Foster is not the only woman in the UK facing criminal charges because she had an abortion. Those who say what is happening in America, El Salvador or Poland to women's rights could never happen here – that we shouldn’t worry about Gilead – don’t understand how precarious our right to choose is, and thus why we need urgent reform to our antiquarian laws to protect it.
Despite abortion being first and foremost a healthcare matter, all access to the medical procedure in England and Wales rests on matters of criminal law - and it has done for centuries. While abortion was legalised in England with the Abortion Act in 1967, the 1861 law that criminalised it was not repealed, meaning that women still face life imprisonment if they carry out an abortion over the legal time limit. This 1861 statue places having an abortion at any stage of pregnancy on the same scale as casting stones at a railway carriage or using gunpowder to blow up a building. What many people don't realise is, the Abortion Act of 1967 simply exempted women from prosecutions if they met certain criteria.

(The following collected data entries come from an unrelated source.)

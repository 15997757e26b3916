//! Wall-clock source for cache expiry and publish gating.

use std::sync::atomic::{AtomicI64, Ordering};
use std::time::{SystemTime, UNIX_EPOCH};

/// Milliseconds since the Unix epoch.
pub trait Clock: Send + Sync {
    fn now_ms(&self) -> i64;
}

#[derive(Debug, Clone, Copy, Default)]
pub struct SystemClock;

impl Clock for SystemClock {
    fn now_ms(&self) -> i64 {
        match SystemTime::now().duration_since(UNIX_EPOCH) {
            Ok(elapsed) => i64::try_from(elapsed.as_millis()).unwrap_or(i64::MAX),
            Err(before_epoch) => {
                -i64::try_from(before_epoch.duration().as_millis()).unwrap_or(i64::MAX)
            }
        }
    }
}

/// A clock that only moves when told to.
#[derive(Debug, Default)]
pub struct ManualClock {
    now: AtomicI64,
}

impl ManualClock {
    pub fn new(start_ms: i64) -> Self {
        Self {
            now: AtomicI64::new(start_ms),
        }
    }

    pub fn set(&self, now_ms: i64) {
        self.now.store(now_ms, Ordering::SeqCst);
    }

    pub fn advance(&self, delta_ms: i64) {
        self.now.fetch_add(delta_ms, Ordering::SeqCst);
    }
}

impl Clock for ManualClock {
    fn now_ms(&self) -> i64 {
        self.now.load(Ordering::SeqCst)
    }
}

As this new wave of investigation into abortions shows, the threat of police intervention is not theoretical but actual – despite the overwhelming majority of the public supporting women's right to choose.
Medical professionals justifiably fear this case, and the rise of intrusive police investigation into abortions could have a chilling effect on abortion access. Those who argue nothing needs changing because abortion is ‘effectively’ legal don’t recognise the real world consequences arising all round us, because it is not. The judge in Fosters case said those shocked by her sentence should look to politicians to act – which is why we are calling for the government to instruct the Lord Chancellor to use the royal prerogative of mercy to return Foster to her family. Her incarceration only punishes her remaining children, achieving nothing except highlighting the need for reform.
We are calling on the Lord Chancellor to use the royal prerogative of mercy to release Carla Foster.
We also need to stop this happening again and address the inequality between women in the UK. In 2019 Northern Ireland revoked the 1861 statute, and a human rights-based framework for medical access put in its place. While issues remain about ensuring local service provision, what is happening to Foster and the other women would not be possible there because it is not a crime to have an abortion.
For too long, abortion reform has been put in the box marked 'too difficult' – often out of fear it would create opportunities for those who want to take away the limited rights we currently have. This case shows trying to hide from this issue won’t work, and those who oppose abortion are working regardless. They're funding campaigns and targeting MPs, using convictions like this one to make even more lurid claims and demands. As the CPS continues to use this arcane legislation, those of us who know that equality means women are equally free to determine for themselves what happens to their own bodies must speak up - before more women end up behind bars for exercising their right to choose.